L’impegno di Jacopino del Conte per la Confraternita della Misericordia rappresenta senza dubbio un momento cruciale del suo percorso. Egli, infatti, ebbe modo di lavorarvi in più occasioni, dalla fine del quarto decennio del secolo al 1553. Il fatto che le scene dell’Oratorio siano certamente attribuite, datate con sicurezza e scalate cronologicamente lungo un arco di tempo così esteso, ci fornisce un termine di paragone molto solido al fine di misurare con precisione l’evolversi del suo modus operandi nell’arco di quasi due decenni, dall’esordio avvenuto nel passaggio da Firenze a Roma fino alla piena maturità. L’analisi delle opere eseguite per l’Oratorio consente di precisare quanto, come scrisse Giuliano Briganti, la sua figura avesse assunto “uno straordinario rilievo” sulla scena pittorica romana11.

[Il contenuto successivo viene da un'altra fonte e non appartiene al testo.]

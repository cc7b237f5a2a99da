//! CLI argument definitions for crossmatch

use celestial_crossmatch::{MatchStrategy, NullMetric, SAMPLE_SEED};
use clap::{Args, Parser, Subcommand, ValueEnum};
use std::path::PathBuf;

#[derive(Parser)]
#[command(name = "crossmatch")]
#[command(about = "Cross-match sky catalogs and estimate the significance of the associations")]
#[command(version)]
pub struct Cli {
    /// Enable debug logging
    #[arg(short, long, global = true)]
    pub verbose: bool,

    #[command(subcommand)]
    pub command: Commands,
}

#[derive(Subcommand)]
pub enum Commands {
    /// Cross-match two catalogs and run the Monte Carlo significance test
    Run(RunArgs),

    /// Write the synthetic demo catalogs as CSV
    Sample(SampleArgs),

    /// Print the angular separation between two positions
    Separation(SeparationArgs),
}

#[derive(Args)]
pub struct RunArgs {
    /// Primary catalog CSV (columns: name, ra, dec, ...)
    #[arg(long, requires = "secondary", conflicts_with = "sample")]
    pub primary: Option<PathBuf>,

    /// Secondary catalog CSV (columns: name, ra, dec, ...)
    #[arg(long, requires = "primary", conflicts_with = "sample")]
    pub secondary: Option<PathBuf>,

    /// Use the built-in demo catalogs instead of files
    #[arg(long)]
    pub sample: bool,

    /// Seed for the demo catalogs
    #[arg(long, default_value_t = SAMPLE_SEED)]
    pub sample_seed: u64,

    /// TOML analysis configuration; command-line flags override it
    #[arg(long)]
    pub config: Option<PathBuf>,

    /// Search radius in arc-minutes [default: 5]
    #[arg(short, long)]
    pub radius: Option<f64>,

    /// Monte Carlo iterations [default: 10000]
    #[arg(short = 'n', long)]
    pub iterations: Option<usize>,

    /// Monte Carlo seed (random when omitted)
    #[arg(long)]
    pub seed: Option<u64>,

    /// Distance metric for the null distribution
    #[arg(long, value_enum)]
    pub metric: Option<MetricArg>,

    /// Candidate selection strategy for the cross-match
    #[arg(long, value_enum)]
    pub strategy: Option<StrategyArg>,

    /// Worker threads for the Monte Carlo loop (0 = all cores)
    #[arg(short, long)]
    pub threads: Option<usize>,

    /// Histogram bins for the null distribution [default: 50]
    #[arg(long)]
    pub bins: Option<usize>,

    /// Write the match table to this CSV file
    #[arg(short, long)]
    pub output: Option<PathBuf>,

    /// Report format on stdout
    #[arg(long, value_enum, default_value_t = OutputFormat::Table)]
    pub format: OutputFormat,
}

#[derive(Args)]
pub struct SampleArgs {
    /// Directory receiving gamma.csv and stars.csv
    #[arg(long)]
    pub output_dir: PathBuf,

    /// Random seed for the generated catalogs
    #[arg(long, default_value_t = SAMPLE_SEED)]
    pub seed: u64,
}

#[derive(Args)]
pub struct SeparationArgs {
    /// First right ascension (degrees)
    #[arg(allow_negative_numbers = true)]
    pub ra1: f64,
    /// First declination (degrees)
    #[arg(allow_negative_numbers = true)]
    pub dec1: f64,
    /// Second right ascension (degrees)
    #[arg(allow_negative_numbers = true)]
    pub ra2: f64,
    /// Second declination (degrees)
    #[arg(allow_negative_numbers = true)]
    pub dec2: f64,
}

#[derive(Clone, Copy, ValueEnum)]
pub enum MetricArg {
    Planar,
    Spherical,
}

impl From<MetricArg> for NullMetric {
    fn from(arg: MetricArg) -> Self {
        match arg {
            MetricArg::Planar => NullMetric::Planar,
            MetricArg::Spherical => NullMetric::Spherical,
        }
    }
}

#[derive(Clone, Copy, ValueEnum)]
pub enum StrategyArg {
    BruteForce,
    Zones,
}

impl From<StrategyArg> for MatchStrategy {
    fn from(arg: StrategyArg) -> Self {
        match arg {
            StrategyArg::BruteForce => MatchStrategy::BruteForce,
            StrategyArg::Zones => MatchStrategy::Zones,
        }
    }
}

#[derive(Clone, Copy, PartialEq, Eq, ValueEnum)]
pub enum OutputFormat {
    Table,
    Json,
    Csv,
}
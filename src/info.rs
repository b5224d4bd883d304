use crate::id::{GuildId, UserId};
use std::fmt;

/// Accumulates the two halves of a join handed down by the parent gateway,
/// becoming `Complete` once both the session and the server half have
/// arrived.
#[derive(Clone, Debug)]
pub(crate) enum ConnectionProgress {
    Complete(ConnectionInfo),
    Incomplete(Partial),
}

impl ConnectionProgress {
    pub(crate) fn new(guild_id: GuildId, user_id: UserId) -> Self {
        ConnectionProgress::Incomplete(Partial {
            guild_id,
            user_id,
            token: None,
            endpoint: None,
            session_id: None,
        })
    }

    pub(crate) fn info(&self) -> Option<ConnectionInfo> {
        if let Self::Complete(c) = self {
            Some(c.clone())
        } else {
            None
        }
    }

    /// Applies a session update, returning whether the connection should be
    /// (re)established as a result.
    pub(crate) fn apply_state_update(&mut self, session_id: String) -> bool {
        match self {
            Self::Complete(c) => {
                let should_reconn = c.session_id != session_id;
                c.session_id = session_id;
                should_reconn
            },
            Self::Incomplete(i) => i
                .apply_state_update(session_id)
                .map(|info| {
                    *self = Self::Complete(info);
                })
                .is_some(),
        }
    }

    /// Applies a server update, returning whether the connection should be
    /// (re)established as a result.
    pub(crate) fn apply_server_update(&mut self, endpoint: String, token: String) -> bool {
        match self {
            Self::Complete(c) => {
                let should_reconn = c.endpoint != endpoint || c.token != token;

                c.endpoint = endpoint;
                c.token = token;

                should_reconn
            },
            Self::Incomplete(i) => i
                .apply_server_update(endpoint, token)
                .map(|info| {
                    *self = Self::Complete(info);
                })
                .is_some(),
        }
    }
}

/// Parameters needed to open a connection to a voice server.
#[derive(Clone, Eq, Hash, PartialEq)]
pub struct ConnectionInfo {
    /// URL of the voice websocket gateway server assigned to this call.
    pub endpoint: String,
    /// ID of the target guild.
    pub guild_id: GuildId,
    /// Unique string describing this session for validation/authentication purposes.
    pub session_id: String,
    /// Ephemeral secret used to validate the above session.
    pub token: String,
    /// ID of the local user.
    pub user_id: UserId,
}

impl fmt::Debug for ConnectionInfo {
    fn fmt(&self, f: &mut fmt::Formatter<'_>) -> fmt::Result {
        f.debug_struct("ConnectionInfo")
            .field("endpoint", &self.endpoint)
            .field("guild_id", &self.guild_id)
            .field("session_id", &self.session_id)
            .field("token", &"<secret>")
            .field("user_id", &self.user_id)
            .finish()
    }
}

#[derive(Clone)]
pub(crate) struct Partial {
    pub endpoint: Option<String>,
    pub guild_id: GuildId,
    pub session_id: Option<String>,
    pub token: Option<String>,
    pub user_id: UserId,
}

impl fmt::Debug for Partial {
    fn fmt(&self, f: &mut fmt::Formatter<'_>) -> fmt::Result {
        f.debug_struct("Partial")
            .field("endpoint", &self.endpoint)
            .field("guild_id", &self.guild_id)
            .field("session_id", &self.session_id)
            .field("token_is_some", &self.token.is_some())
            .field("user_id", &self.user_id)
            .finish()
    }
}

impl Partial {
    fn finalise(&mut self) -> Option<ConnectionInfo> {
        if self.endpoint.is_some() && self.session_id.is_some() && self.token.is_some() {
            let endpoint = self.endpoint.take().unwrap();
            let session_id = self.session_id.take().unwrap();
            let token = self.token.take().unwrap();

            Some(ConnectionInfo {
                endpoint,
                session_id,
                token,
                guild_id: self.guild_id,
                user_id: self.user_id,
            })
        } else {
            None
        }
    }

    fn apply_state_update(&mut self, session_id: String) -> Option<ConnectionInfo> {
        self.session_id = Some(session_id);

        self.finalise()
    }

    fn apply_server_update(&mut self, endpoint: String, token: String) -> Option<ConnectionInfo> {
        self.endpoint = Some(endpoint);
        self.token = Some(token);

        self.finalise()
    }
}

#[cfg(test)]
mod test {
    use super::*;

    fn progress() -> ConnectionProgress {
        ConnectionProgress::new(GuildId(1), UserId(2))
    }

    #[test]
    fn neither_half_is_incomplete() {
        let mut p = progress();
        assert!(!p.apply_state_update("sess".into()));
        assert!(p.info().is_none());
    }

    #[test]
    fn both_halves_complete_in_either_order() {
        let mut p = progress();
        assert!(!p.apply_state_update("sess".into()));
        assert!(p.apply_server_update("eu-west42.example.gg".into(), "tok".into()));

        let info = p.info().expect("progress should be complete");
        assert_eq!(info.endpoint, "eu-west42.example.gg");
        assert_eq!(info.session_id, "sess");
        assert_eq!(info.token, "tok");

        let mut p = progress();
        assert!(!p.apply_server_update("eu-west42.example.gg".into(), "tok".into()));
        assert!(p.apply_state_update("sess".into()));
        assert!(p.info().is_some());
    }

    #[test]
    fn session_change_on_complete_requests_reconnect() {
        let mut p = progress();
        p.apply_state_update("sess".into());
        p.apply_server_update("host".into(), "tok".into());

        assert!(!p.apply_state_update("sess".into()));
        assert!(p.apply_state_update("sess2".into()));
        assert!(p.apply_server_update("host2".into(), "tok".into()));
    }
}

Merita di riflettere qui su due dati contrastanti: mentre la trama dei rapporti tra Jacopino e i suoi colleghi all’opera nel cantiere romano, il panorama del suo orizzonte culturale e dei suoi numerosi riferimenti visivi sono sufficientemente ben delineabili, le modalità di organizzazione e gestione del cantiere, data anche la sostanziale irreperibilità di notizie documentarie riferibili all’Oratorio, rappresenta invece un problema non sempre di semplice soluzione12. Ne risulta evidentemente un paradosso, che si spera gli studi potranno sanare intrecciando nuovi documenti sul funzionamento del cantiere e nuove riflessioni sullo sviluppo stilistico degli artisti coinvolti nell’impresa.